[Stored data]
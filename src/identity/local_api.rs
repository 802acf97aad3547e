//! Whois lookups against the identity daemon's local API.
//!
//! The daemon serves HTTP/1.1 on a Unix domain socket. Each lookup opens a
//! fresh connection, asks `GET /localapi/v0/whois?addr=<ip:port>`, and maps:
//! - `200` → the peer's profile
//! - `404` → peer is not on the network (anonymous)
//! - anything else → `ResolutionError`

use axum::body::Body;
use axum::http::{header, Request, StatusCode};
use hyper_util::rt::TokioIo;
use serde::Deserialize;
use std::net::SocketAddr;
use std::path::{Path, PathBuf};
use std::time::Duration;
use tokio::net::UnixStream;

use crate::config::IdentityConfig;
use crate::identity::resolver::{IdentityResolver, ResolutionError};
use crate::identity::types::ResolvedIdentity;

const LOCAL_API_HOST: &str = "local-tailscaled.sock";
const WHOIS_PATH: &str = "/localapi/v0/whois";
const MAX_RESPONSE_BYTES: usize = 1024 * 1024;
const MAX_ERROR_BODY_CHARS: usize = 256;

#[derive(Debug, Deserialize)]
#[serde(rename_all = "PascalCase")]
struct WhoIsResponse {
    node: Option<WhoIsNode>,
    user_profile: Option<WhoIsUserProfile>,
}

#[derive(Debug, Deserialize)]
#[serde(rename_all = "PascalCase")]
struct WhoIsNode {
    #[serde(default)]
    name: String,
    #[serde(default)]
    tags: Option<Vec<String>>,
}

#[derive(Debug, Deserialize)]
#[serde(rename_all = "PascalCase")]
struct WhoIsUserProfile {
    #[serde(rename = "ID")]
    id: serde_json::Value,
    login_name: String,
    #[serde(default)]
    display_name: String,
}

/// Resolver backed by the local identity daemon.
#[derive(Debug, Clone)]
pub struct LocalApiResolver {
    socket_path: PathBuf,
    timeout: Duration,
    excluded_logins: Vec<String>,
}

impl LocalApiResolver {
    pub fn new(config: &IdentityConfig) -> Self {
        Self {
            socket_path: PathBuf::from(&config.socket_path),
            timeout: Duration::from_secs(config.timeout_secs),
            excluded_logins: config.excluded_logins.clone(),
        }
    }

    pub fn socket_path(&self) -> &Path {
        &self.socket_path
    }

    async fn whois(&self, peer: SocketAddr) -> Result<Option<ResolvedIdentity>, ResolutionError> {
        let stream = UnixStream::connect(&self.socket_path).await.map_err(|e| {
            ResolutionError::Transport(format!("connect {}: {e}", self.socket_path.display()))
        })?;

        let (mut sender, conn) = hyper::client::conn::http1::handshake(TokioIo::new(stream))
            .await
            .map_err(|e| ResolutionError::Transport(e.to_string()))?;
        tokio::spawn(async move {
            if let Err(e) = conn.await {
                tracing::debug!(error = %e, "Local API connection closed with error");
            }
        });

        let addr: String = url::form_urlencoded::byte_serialize(peer.to_string().as_bytes()).collect();
        let request = Request::get(format!("{WHOIS_PATH}?addr={addr}"))
            .header(header::HOST, LOCAL_API_HOST)
            .body(Body::empty())
            .map_err(|e| ResolutionError::Transport(e.to_string()))?;

        let response = sender
            .send_request(request)
            .await
            .map_err(|e| ResolutionError::Transport(e.to_string()))?;

        let status = response.status();
        let body = axum::body::to_bytes(Body::new(response.into_body()), MAX_RESPONSE_BYTES)
            .await
            .map_err(|e| ResolutionError::Transport(e.to_string()))?;

        self.decode(status, &body)
    }

    fn decode(&self, status: StatusCode, body: &[u8]) -> Result<Option<ResolvedIdentity>, ResolutionError> {
        match status {
            StatusCode::OK => {
                let response: WhoIsResponse = serde_json::from_slice(body)
                    .map_err(|e| ResolutionError::Malformed(e.to_string()))?;
                self.to_identity(response).map(Some)
            }
            StatusCode::NOT_FOUND => Ok(None),
            status => Err(ResolutionError::Status {
                status,
                body: String::from_utf8_lossy(body)
                    .trim()
                    .chars()
                    .take(MAX_ERROR_BODY_CHARS)
                    .collect(),
            }),
        }
    }

    fn to_identity(&self, response: WhoIsResponse) -> Result<ResolvedIdentity, ResolutionError> {
        let profile = response
            .user_profile
            .ok_or_else(|| ResolutionError::Malformed("missing UserProfile".to_string()))?;

        let subject_id = match profile.id {
            serde_json::Value::Number(n) => n.to_string(),
            serde_json::Value::String(s) if !s.is_empty() => s,
            other => return Err(ResolutionError::Malformed(format!("unexpected user ID {other}"))),
        };

        if profile.login_name.is_empty() {
            return Err(ResolutionError::Malformed("empty LoginName".to_string()));
        }

        let tagged = response
            .node
            .as_ref()
            .and_then(|node| node.tags.as_ref())
            .is_some_and(|tags| !tags.is_empty());
        let sentinel = self
            .excluded_logins
            .iter()
            .any(|login| login.eq_ignore_ascii_case(&profile.login_name));

        if let Some(node) = &response.node {
            tracing::debug!(node = %node.name, tags = ?node.tags, "Resolved peer node");
        }

        let identity = ResolvedIdentity::new(profile.login_name, profile.display_name, subject_id);
        Ok(if tagged || sentinel { identity.excluded() } else { identity })
    }
}

impl IdentityResolver for LocalApiResolver {
    async fn resolve(&self, peer: SocketAddr) -> Result<Option<ResolvedIdentity>, ResolutionError> {
        match tokio::time::timeout(self.timeout, self.whois(peer)).await {
            Ok(result) => result,
            Err(_) => Err(ResolutionError::Timeout(self.timeout)),
        }
    }
}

- **Exercise goal**: Only lines with the word "tracing" are wanted, so copy each one from the records.

- **Finished exercise**:
                tracing::debug!(error = %e, "Local API connection closed with error");
            tracing::debug!(node = %node.name, tags = ?node.tags, "Resolved peer node");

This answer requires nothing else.